Vigie, décembre 2011

 

 

 

LE PEU QUI RESTE

 

 Vigiedécembre2011lepeuquireste

 

La roue tourne en grinçant, à laquelle on ne prête pas attention.

Le ciel blanc, opaque, ne voile ni soleil ni lune.

L’hiver s’installe sans que rien ne change.

La pluie se fige. Pas un flocon.

La chienne tourne dans son panier.

On se recroqueville dans sa fatigue, ses souvenirs, ses draps de fantôme, ses rêves. On fait offrande à l’hiver d’une poignée de secondes détrempées et de quelques lumières. Ce matin tout était plus flamboyant sur la scène ; en coulisses, le froid, l’attente, un reflet pâle.

Lire ou écrire, une manière comme une autre de détourner le regard ?

Lire, peut-être ; écrire, je ne crois plus.

Regarde honnêtement comme cela creuse dans les creux, noircit les ombres, détrempe un peu plus le jardin sous la pluie, et se refuse à mettre de l’huile dans la mécanique. Cela rassure si peu, cela ne peut tellement plus se rattacher au moindre projet, que tu ne prends la plume que lorsqu’il n’y a plus aucune échappatoire et ce n’est pas pour t’échapper, pour te « distraire »; juste pour regarder creuser, pour écouter grincer, laisser passer, passer, filer, laisser…

 

*

 

Pendant ce temps aux quatre coins du monde et dans les dix directions, chacun poursuit sa trajectoire sans surprise.

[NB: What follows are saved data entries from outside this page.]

//! Frame-inheritance graph walking.
//!
//! Edges run from a frame to its super-frame (`Inheritance` relations only).
//! The corpus is expected to be acyclic, but every walk carries an explicit
//! visited set and simply stops a branch when it reaches a frame it has
//! already seen.
//!
//! ```text
//!   Renting ──Inheritance──► Commerce_buy ──Inheritance──► Getting
//!
//!   ancestors_of(Renting)   = {Commerce_buy, Getting}
//!   descendants_of(Getting) = {Commerce_buy, Renting}
//! ```

use crate::corpus::Corpus;
use crate::model::{Frame, FrameId, FrameRef, INHERITANCE};
use std::collections::{BTreeSet, VecDeque};

/// Ancestor/descendant/subtype queries over one corpus.
pub struct InheritanceGraph<'c, C: Corpus + ?Sized> {
    corpus: &'c C,
}

impl<'c, C: Corpus + ?Sized> Clone for InheritanceGraph<'c, C> {
    fn clone(&self) -> Self {
        *self
    }
}

impl<'c, C: Corpus + ?Sized> Copy for InheritanceGraph<'c, C> {}

impl<'c, C: Corpus + ?Sized> InheritanceGraph<'c, C> {
    pub fn new(corpus: &'c C) -> Self {
        Self { corpus }
    }

    pub fn corpus(&self) -> &'c C {
        self.corpus
    }

    /// Super-frame references of the well-formed `Inheritance` edges of `frame`.
    ///
    /// Entries without a `type` or without a `super_frame` are skipped with a
    /// warning.
    pub fn inheritance_edges<'f>(&self, frame: &'f Frame) -> Vec<&'f FrameRef> {
        let mut edges = Vec::new();
        for relation in &frame.relations {
            let Some(kind) = relation.kind.as_deref() else {
                tracing::warn!(
                    frame_id = frame.id,
                    frame = %frame.name,
                    "frame relation without a type; skipping"
                );
                continue;
            };
            if !kind.eq_ignore_ascii_case(INHERITANCE) {
                continue;
            }
            match relation.super_frame.as_ref() {
                Some(target) => edges.push(target),
                None => tracing::warn!(
                    frame_id = frame.id,
                    frame = %frame.name,
                    "inheritance relation without a super_frame; skipping"
                ),
            }
        }
        edges
    }

    /// True when `frame` is the child side of at least one inheritance edge.
    pub fn is_child(&self, frame: &Frame) -> bool {
        !self.inheritance_edges(frame).is_empty()
    }

    /// Direct super-frames that resolve in the corpus.
    pub fn parents_of(&self, frame: &Frame) -> Vec<&'c Frame> {
        self.inheritance_edges(frame)
            .into_iter()
            .filter_map(|target| {
                let parent = self.corpus.frame_by_ref(target);
                if parent.is_none() {
                    tracing::debug!(
                        frame_id = frame.id,
                        super_frame = %target,
                        "super-frame not found in corpus"
                    );
                }
                parent
            })
            .collect()
    }

    /// Breadth-first ancestor walk starting at `frame`'s parents.
    ///
    /// Frames already in `visited` are neither returned nor expanded, and
    /// every returned frame is added to it. Seed `visited` with `frame.id` to
    /// keep the start frame out of the result.
    pub fn walk_ancestors(
        &self,
        frame: &Frame,
        visited: &mut BTreeSet<FrameId>,
    ) -> Vec<&'c Frame> {
        let mut found = Vec::new();
        let mut queue: VecDeque<&'c Frame> = self.parents_of(frame).into();
        while let Some(current) = queue.pop_front() {
            if !visited.insert(current.id) {
                continue;
            }
            found.push(current);
            queue.extend(self.parents_of(current));
        }
        found
    }

    /// All transitive super-frames of `frame`, nearest first, excluding `frame`.
    pub fn ancestor_frames(&self, frame: &Frame) -> Vec<&'c Frame> {
        let mut visited = BTreeSet::from([frame.id]);
        self.walk_ancestors(frame, &mut visited)
    }

    pub fn ancestors_of(&self, frame: &Frame) -> BTreeSet<FrameId> {
        self.ancestor_frames(frame)
            .into_iter()
            .map(|f| f.id)
            .collect()
    }

    /// `a` is a subtype of `b` when `b` is a transitive super-frame of `a`.
    ///
    /// A frame is never a subtype of itself. When `a` has no well-formed
    /// inheritance edge (no relations, or only malformed ones), fall back to
    /// case-insensitive name equality.
    pub fn is_subtype(&self, a: &Frame, b: &Frame) -> bool {
        if a.id == b.id {
            return false;
        }
        if self.inheritance_edges(a).is_empty() {
            return a.name.eq_ignore_ascii_case(&b.name);
        }
        self.ancestors_of(a).contains(&b.id)
    }

    /// Every corpus frame that has `frame` among its ancestors, in id order.
    ///
    /// The corpus does not index children, so this scans all frames.
    pub fn descendant_frames(&self, frame: &Frame) -> Vec<&'c Frame> {
        self.corpus
            .all_frames()
            .filter(|candidate| candidate.id != frame.id)
            .filter(|candidate| self.ancestors_of(candidate).contains(&frame.id))
            .collect()
    }

    pub fn descendants_of(&self, frame: &Frame) -> BTreeSet<FrameId> {
        self.descendant_frames(frame)
            .into_iter()
            .map(|f| f.id)
            .collect()
    }
}
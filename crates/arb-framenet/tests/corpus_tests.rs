use anyhow::Result;
use arb_framenet::fixtures::{self, ids};
use arb_framenet::{Corpus, CorpusError, InMemoryCorpus, SemanticId};

fn names(frames: &[&arb_framenet::Frame]) -> Vec<String> {
    frames.iter().map(|f| f.name.clone()).collect()
}

#[test]
fn resolve_frame_tries_frame_then_element_then_lexical_unit() {
    let corpus = fixtures::synthetic_corpus();
    let resolve = |raw: &str| {
        corpus
            .resolve_frame(&SemanticId::parse(raw).unwrap())
            .map(|f| f.id)
    };

    assert_eq!(resolve("139"), Some(ids::GIVING));
    assert_eq!(resolve(&ids::GETTING_THEME.to_string()), Some(ids::GETTING));
    assert_eq!(resolve(&ids::LU_RENT.to_string()), Some(ids::RENTING));
    assert_eq!(resolve("commerce_BUY"), Some(ids::COMMERCE_BUY));
    assert_eq!(resolve("424242"), None);
    assert_eq!(resolve("No_such_frame"), None);
}

#[test]
fn frames_by_lemma_filters_on_part_of_speech() {
    let corpus = fixtures::synthetic_corpus();

    assert_eq!(names(&corpus.frames_by_lemma("GIVE", None)), vec!["Giving"]);
    assert_eq!(
        names(&corpus.frames_by_lemma("purchase", Some("n"))),
        vec!["Commerce_buy"]
    );
    assert!(corpus.frames_by_lemma("purchase", Some("v")).is_empty());
}

#[test]
fn search_ranks_name_hits_before_definition_hits() {
    let corpus = fixtures::synthetic_corpus();

    let hits = corpus.search_frames("commerce", 10);
    assert_eq!(names(&hits), vec!["Commerce_buy", "Commerce_sell"]);

    // "goods" appears only in definitions.
    let hits = corpus.search_frames("goods", 10);
    assert_eq!(names(&hits), vec!["Commerce_buy", "Commerce_sell", "Renting"]);

    assert_eq!(corpus.search_frames("goods", 1).len(), 1);
    assert!(corpus.search_frames("   ", 10).is_empty());
}

#[test]
fn related_frames_filters_by_relation_type() {
    let corpus = fixtures::synthetic_corpus();
    let renting = corpus.frame_by_id(ids::RENTING).unwrap();

    assert_eq!(
        names(&corpus.related_frames(renting, Some("inheritance"))),
        vec!["Commerce_buy"]
    );
    assert_eq!(
        names(&corpus.related_frames(renting, None)),
        vec!["Commerce_buy", "Giving"]
    );
    let malformed = corpus.frame_by_id(ids::MALFORMED).unwrap();
    assert!(corpus.related_frames(malformed, None).is_empty());
}

#[test]
fn corpus_round_trips_through_a_file() -> Result<()> {
    let corpus = fixtures::synthetic_corpus();
    let dir = tempfile::tempdir()?;
    let path = dir.path().join("corpus.json");
    std::fs::write(&path, serde_json::to_string_pretty(&corpus.to_document())?)?;

    let reloaded = InMemoryCorpus::from_path(&path)?;
    assert_eq!(reloaded.len(), corpus.len());
    assert_eq!(reloaded.version(), Some("synthetic-1"));
    assert_eq!(
        reloaded.frame_by_id(ids::RENTING),
        corpus.frame_by_id(ids::RENTING)
    );
    assert_eq!(
        reloaded.lexical_unit_by_id(ids::LU_GIVE).map(|lu| lu.frame.id),
        Some(ids::GIVING)
    );
    Ok(())
}

#[test]
fn missing_file_and_bad_json_are_reported() {
    let err = InMemoryCorpus::from_path("/definitely/not/here.json").unwrap_err();
    assert!(matches!(err, CorpusError::Io(_)));

    let err = InMemoryCorpus::from_json_str(r#"{"frames": [{"id": "x"}]}"#).unwrap_err();
    assert!(matches!(err, CorpusError::Parse(_)));

    let err = InMemoryCorpus::from_json_str(
        r#"{"frames": [{"id": 1, "name": "A", "elements": [{"id": 2, "name": "B", "core_type": "sometimes"}]}]}"#,
    )
    .unwrap_err();
    assert!(err.to_string().contains("sometimes"));
}
//! Environments, entities and materialized frame records
//!
//! ```text
//! ┌─────────────────────────────────────────────────────────┐
//! │ InMemoryRepository (RwLock)                             │
//! │                                                         │
//! │  Environment ──┬── Entity { active_frames }             │
//! │                └── PersistedFrame { mirror of corpus }  │
//! │                                                         │
//! │  transaction(env, f): clone ─► f(&mut copy) ─► commit   │
//! │                                     └─ Err ─► drop copy │
//! └─────────────────────────────────────────────────────────┘
//! ```
//!
//! ## Key Features
//!
//! - **Scoped**: every read and write is addressed to one environment
//! - **Transactional**: a failed update leaves no entity mutated
//! - **Snapshotted**: the whole world loads from and saves to one JSON file

pub mod memory;
pub mod model;
pub mod repository;


pub use memory::{InMemoryRepository, WorldSnapshot};
pub use model::{Entity, EntityId, Environment, EnvironmentId, PersistedElement, PersistedFrame};
pub use repository::{FrameRepository, RepositoryError, ScopeTransaction, TransactionalRepository};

Au fil des ans ce visage perdu n’a pas tant changé, et les attitudes de l’adolescent un peu timide qu’il était sont restées. Le voici devenu prédicateur douteux. L’accent chante, le phrasé a gagné en assurance. Ni familier, ni étranger, mais lointain, distant, boudeur, mutique, insaisissable à jamais.

Le peu qui reste…

On devrait éprouver quelque chose mais tout cela est tellement dépourvu d’imprévu. On pourrait aussi bien se croiser au coin d’une rue : ce serait sans étonnement, sans paroles, sans effusion. Figé. Passé. Mort.

(Quelques années plus tard on me demandera si j’ai gardé contact. À quoi bon ? Si l’émotion un jour me revient au détour d’un discours, c’est peut-être parce qu’il y a une confusion entre les deuils, un simple malentendu.)

Dans la cheminée éteinte la poussière noire d’un souvenir qu’aucun souffle ne ravive ! Pas même une urne, et pas de cendres à disperser.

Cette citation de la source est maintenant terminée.